**Problem statement**
Count the lines below that contain the word "spawn" and give only that number.
====
//! Typed payloads for common JSONAPI push sources.
//!
//! The listener receives raw `serde_json::Value` payloads; these structs
//! decode the shapes sent by the `chat` and `connections` sources.

use chrono::{DateTime, Utc};
use serde::{Deserialize, Serialize};

/// Fields shared by every player event. `time` is in unix seconds.
#[derive(Debug, Clone, PartialEq, Eq, Serialize, Deserialize)]
pub struct PushEvent {
    pub time: i64,
    pub player: String,
}

/// A chat line from the `chat` source.
#[derive(Debug, Clone, PartialEq, Eq, Serialize, Deserialize)]
pub struct ChatMessage {
    pub time: i64,
    pub player: String,
    pub message: String,
    #[serde(rename = "isCancelled", default)]
    pub is_cancelled: bool,
}

/// A join or quit from the `connections` source.
#[derive(Debug, Clone, PartialEq, Eq, Serialize, Deserialize)]
pub struct ConnectionEvent {
    pub time: i64,
    pub player: String,
    pub action: String,
}

fn timestamp(time: i64) -> Option<DateTime<Utc>> {
    DateTime::from_timestamp(time, 0)
}

impl PushEvent {
    pub fn timestamp(&self) -> Option<DateTime<Utc>> {
        timestamp(self.time)
    }
}

impl ChatMessage {
    pub fn timestamp(&self) -> Option<DateTime<Utc>> {
        timestamp(self.time)
    }

    /// Format as `[HH:MM:SS] <player> message`.
    pub fn display(&self) -> String {
        let when = self
            .timestamp()
            .map(|t| t.format("%H:%M:%S").to_string())
            .unwrap_or_else(|| "--:--:--".to_string());
        let cancelled = if self.is_cancelled { " (cancelled)" } else { "" };
        format!("[{}] <{}> {}{}", when, self.player, self.message, cancelled)
    }
}

impl ConnectionEvent {
    pub fn timestamp(&self) -> Option<DateTime<Utc>> {
        timestamp(self.time)
    }

    /// Format as `[HH:MM:SS] player action`.
    pub fn display(&self) -> String {
        let when = self
            .timestamp()
            .map(|t| t.format("%H:%M:%S").to_string())
            .unwrap_or_else(|| "--:--:--".to_string());
        format!("[{}] {} {}", when, self.player, self.action)
    }
}

#[cfg(test)]
mod tests {
    use super::*;
    use pretty_assertions::assert_eq;

    #[test]
    fn test_chat_message_deserialize() {
        let json = r#"{
            "time": 1700000000,
            "player": "Alice",
            "message": "hello",
            "isCancelled": false
        }"#;
        let chat: ChatMessage = serde_json::from_str(json).unwrap();
        assert_eq!(chat.player, "Alice");
        assert!(!chat.is_cancelled);
        assert_eq!(chat.display(), "[22:13:20] <Alice> hello");
    }

    #[test]
    fn test_cancelled_chat_display() {
        let chat = ChatMessage {
            time: 0,
            player: "Bob".to_string(),
            message: "spam".to_string(),
            is_cancelled: true,
        };
        assert_eq!(chat.display(), "[00:00:00] <Bob> spam (cancelled)");
    }

    #[test]
    fn test_connection_event_deserialize() {
        let json = r#"{"time": 1700000000, "player": "Bob", "action": "connected"}"#;
        let event: ConnectionEvent = serde_json::from_str(json).unwrap();
        assert_eq!(event.action, "connected");
        assert_eq!(
            event.timestamp().unwrap().to_rfc3339(),
            "2023-11-14T22:13:20+00:00"
        );
        assert_eq!(event.display(), "[22:13:20] Bob connected");
    }

    #[test]
    fn test_push_event_ignores_extra_fields() {
        let json = r#"{"time": 5, "player": "Carol", "message": "x"}"#;
        let event: PushEvent = serde_json::from_str(json).unwrap();
        assert_eq!(event.player, "Carol");
        assert_eq!(event.timestamp().unwrap().timestamp(), 5);
    }
}
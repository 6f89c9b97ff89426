//! Connection lifecycle supervisor.
//!
//! Owns the single logical connection of a client. `connect()` is idempotent:
//! every caller attaches to the same in-flight or open connection, so no
//! duplicate sockets are ever opened.
//!
//! # Lifecycle
//!
//! ```text
//! Disconnected ──connect()──► Connecting ──open──► Open
//!       ▲                         │                 │
//!       │                       close             close
//!       │                         ▼                 ▼
//!       └──── shutdown() ──── ReconnectScheduled ◄──┘
//!                                 │
//!                     delay elapsed or connect()
//!                                 ▼
//!                             Connecting
//! ```
//!
//! Each connection instance is an *epoch*. A closed epoch is discarded and
//! never reused; the next `connect()` starts a fresh one. Reconnects are
//! retried forever at a fixed delay until `shutdown()` or the last client
//! handle is dropped.

use std::sync::{Arc, Mutex, MutexGuard, PoisonError, Weak};
use std::time::Duration;

use tokio::sync::{mpsc, watch};
use tokio_util::sync::CancellationToken;
use tracing::{debug, info, warn};
use url::Url;

use super::error::RconError;
use super::transport::{Transport, TransportLink};

/// Default fixed delay before an automatic reconnect.
pub const RECONNECT_DELAY: Duration = Duration::from_millis(5000);

/// Observable state of the supervised connection.
#[derive(Debug, Clone, Copy, PartialEq, Eq)]
pub enum ConnectionState {
    Disconnected,
    Connecting,
    Open,
    ReconnectScheduled,
}

/// Sending half of one open connection epoch.
#[derive(Debug, Clone)]
pub struct Link {
    epoch: u64,
    outbound: mpsc::UnboundedSender<String>,
}

impl Link {
    /// Epoch this link belongs to.
    pub fn epoch(&self) -> u64 {
        self.epoch
    }

    /// Queue a text frame for the server.
    pub fn send(&self, frame: String) -> Result<(), RconError> {
        self.outbound.send(frame).map_err(|_| {
            RconError::Connection("Connection closed before the frame was sent".to_string())
        })
    }
}

/// Callbacks from the connection driver.
///
/// Invoked on the driver task; implementations must not block.
pub(crate) trait LinkEvents: Send + Sync {
    /// A new epoch opened. Runs before waiters in `connect()` are released.
    fn on_open(&self, link: &Link);
    /// A text frame arrived.
    fn on_frame(&self, raw: &str);
    /// The epoch's socket closed.
    fn on_close(&self, epoch: u64, reason: &RconError);
}

#[derive(Debug, Clone)]
enum EpochStatus {
    Connecting,
    Open(Link),
    Closed(RconError),
}

struct Epoch {
    id: u64,
    status: watch::Sender<EpochStatus>,
}

#[derive(Default)]
struct State {
    current: Option<Arc<Epoch>>,
    reconnect: Option<CancellationToken>,
    last_epoch: u64,
}

struct Inner {
    url: Url,
    transport: Arc<dyn Transport>,
    events: Weak<dyn LinkEvents>,
    reconnect_delay: Duration,
    shutdown: CancellationToken,
    state: Mutex<State>,
}

impl Drop for Inner {
    fn drop(&mut self) {
        self.shutdown.cancel();
    }
}

/// Supervisor for the client's single logical connection.
///
/// Cheap to clone; clones share the same connection.
#[derive(Clone)]
pub struct ConnectionSupervisor {
    inner: Arc<Inner>,
}

impl ConnectionSupervisor {
    pub(crate) fn new(
        url: Url,
        transport: Arc<dyn Transport>,
        events: Weak<dyn LinkEvents>,
        reconnect_delay: Duration,
    ) -> Self {
        Self {
            inner: Arc::new(Inner {
                url,
                transport,
                events,
                reconnect_delay,
                shutdown: CancellationToken::new(),
                state: Mutex::new(State::default()),
            }),
        }
    }

    /// Endpoint this supervisor connects to.
    pub fn url(&self) -> &Url {
        &self.inner.url
    }

    /// Ensure the connection is open.
    ///
    /// Cancels any scheduled reconnect, then joins the in-flight or open
    /// epoch, starting a new one if there is none.
    ///
    /// # Errors
    ///
    /// - `RconError::Connection` if the socket closes before opening
    /// - `RconError::Shutdown` after `shutdown()`
    pub async fn connect(&self) -> Result<Link, RconError> {
        let mut status = self.inner.attach()?;

        loop {
            let current = status.borrow_and_update().clone();
            match current {
                EpochStatus::Open(link) => return Ok(link),
                EpochStatus::Closed(reason) => return Err(reason),
                EpochStatus::Connecting => {}
            }

            if status.changed().await.is_err() {
                return Err(RconError::Connection(
                    "Connection attempt abandoned".to_string(),
                ));
            }
        }
    }

    /// Current connection state.
    pub fn state(&self) -> ConnectionState {
        let state = self.inner.lock_state();

        if let Some(epoch) = &state.current {
            return match &*epoch.status.borrow() {
                EpochStatus::Connecting => ConnectionState::Connecting,
                EpochStatus::Open(_) => ConnectionState::Open,
                EpochStatus::Closed(_) => ConnectionState::Disconnected,
            };
        }

        match &state.reconnect {
            Some(timer) if !timer.is_cancelled() => ConnectionState::ReconnectScheduled,
            _ => ConnectionState::Disconnected,
        }
    }

    /// Tear down: cancel the reconnect timer and close the live socket.
    ///
    /// Every later `connect()` fails with `RconError::Shutdown`.
    pub fn shutdown(&self) {
        let mut state = self.inner.lock_state();
        self.inner.shutdown.cancel();
        state.reconnect = None;
        info!(url = %self.inner.url, "Connection supervisor shut down");
    }

    pub fn is_shut_down(&self) -> bool {
        self.inner.shutdown.is_cancelled()
    }
}

impl Inner {
    fn lock_state(&self) -> MutexGuard<'_, State> {
        self.state.lock().unwrap_or_else(PoisonError::into_inner)
    }

    /// Join the current epoch or start a new one.
    fn attach(self: &Arc<Self>) -> Result<watch::Receiver<EpochStatus>, RconError> {
        let mut state = self.lock_state();

        if let Some(timer) = state.reconnect.take() {
            timer.cancel();
            debug!("Cancelled scheduled reconnect");
        }

        if self.shutdown.is_cancelled() {
            return Err(RconError::Shutdown);
        }

        if let Some(epoch) = &state.current {
            return Ok(epoch.status.subscribe());
        }

        state.last_epoch += 1;
        let (status, receiver) = watch::channel(EpochStatus::Connecting);
        let epoch = Arc::new(Epoch {
            id: state.last_epoch,
            status,
        });
        state.current = Some(Arc::clone(&epoch));

        tokio::spawn(drive(
            Arc::downgrade(self),
            epoch,
            Arc::clone(&self.transport),
            self.url.clone(),
            self.events.clone(),
            self.shutdown.clone(),
        ));

        Ok(receiver)
    }

    /// Clear a finished epoch and arm the reconnect timer.
    fn closed(self: &Arc<Self>, epoch: u64, reason: &RconError) {
        let mut state = self.lock_state();

        match &state.current {
            Some(current) if current.id == epoch => state.current = None,
            _ => return,
        }

        if self.shutdown.is_cancelled() {
            debug!(epoch, "Connection closed after shutdown");
            return;
        }

        let timer = self.shutdown.child_token();
        if let Some(previous) = state.reconnect.replace(timer.clone()) {
            previous.cancel();
        }

        info!(
            epoch,
            delay_ms = self.reconnect_delay.as_millis() as u64,
            reason = %reason,
            "Connection lost, reconnect scheduled"
        );

        tokio::spawn(reconnect_after(
            Arc::downgrade(self),
            timer,
            self.reconnect_delay,
        ));
    }
}

/// Run one connection epoch from open to close.
async fn drive(
    inner: Weak<Inner>,
    epoch: Arc<Epoch>,
    transport: Arc<dyn Transport>,
    url: Url,
    events: Weak<dyn LinkEvents>,
    shutdown: CancellationToken,
) {
    info!(url = %url, epoch = epoch.id, "Opening connection");

    let opened = tokio::select! {
        _ = shutdown.cancelled() => Err(RconError::Shutdown),
        result = transport.open(&url) => result,
    };

    let reason = match opened {
        Ok(TransportLink {
            outbound,
            mut inbound,
        }) => {
            let link = Link {
                epoch: epoch.id,
                outbound,
            };
            if let Some(events) = events.upgrade() {
                events.on_open(&link);
            }
            epoch.status.send_replace(EpochStatus::Open(link));
            info!(url = %url, epoch = epoch.id, "Connection open");

            let reason = loop {
                tokio::select! {
                    _ = shutdown.cancelled() => break RconError::Shutdown,
                    frame = inbound.recv() => match (frame, events.upgrade()) {
                        (Some(raw), Some(events)) => events.on_frame(&raw),
                        (Some(_), None) => break RconError::Shutdown,
                        (None, _) => {
                            break RconError::Connection("Connection closed by server".to_string())
                        }
                    },
                }
            };

            if let Some(events) = events.upgrade() {
                events.on_close(epoch.id, &reason);
            }
            reason
        }
        Err(e) => {
            warn!(url = %url, epoch = epoch.id, error = %e, "Connection attempt failed");
            e
        }
    };

    // Replacing the status drops the last long-lived outbound sender, which
    // closes the socket.
    epoch.status.send_replace(EpochStatus::Closed(reason.clone()));

    if let Some(inner) = inner.upgrade() {
        inner.closed(epoch.id, &reason);
    }
}

/// One-shot reconnect timer.
async fn reconnect_after(inner: Weak<Inner>, timer: CancellationToken, delay: Duration) {
    tokio::select! {
        _ = timer.cancelled() => {
            debug!("Scheduled reconnect cancelled");
            return;
        }
        _ = tokio::time::sleep(delay) => {}
    }

    let Some(inner) = inner.upgrade() else {
        return;
    };

    debug!(url = %inner.url, "Reconnecting");
    if let Err(e) = inner.attach() {
        debug!(error = %e, "Reconnect skipped");
    }
}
====
**The completed task**
2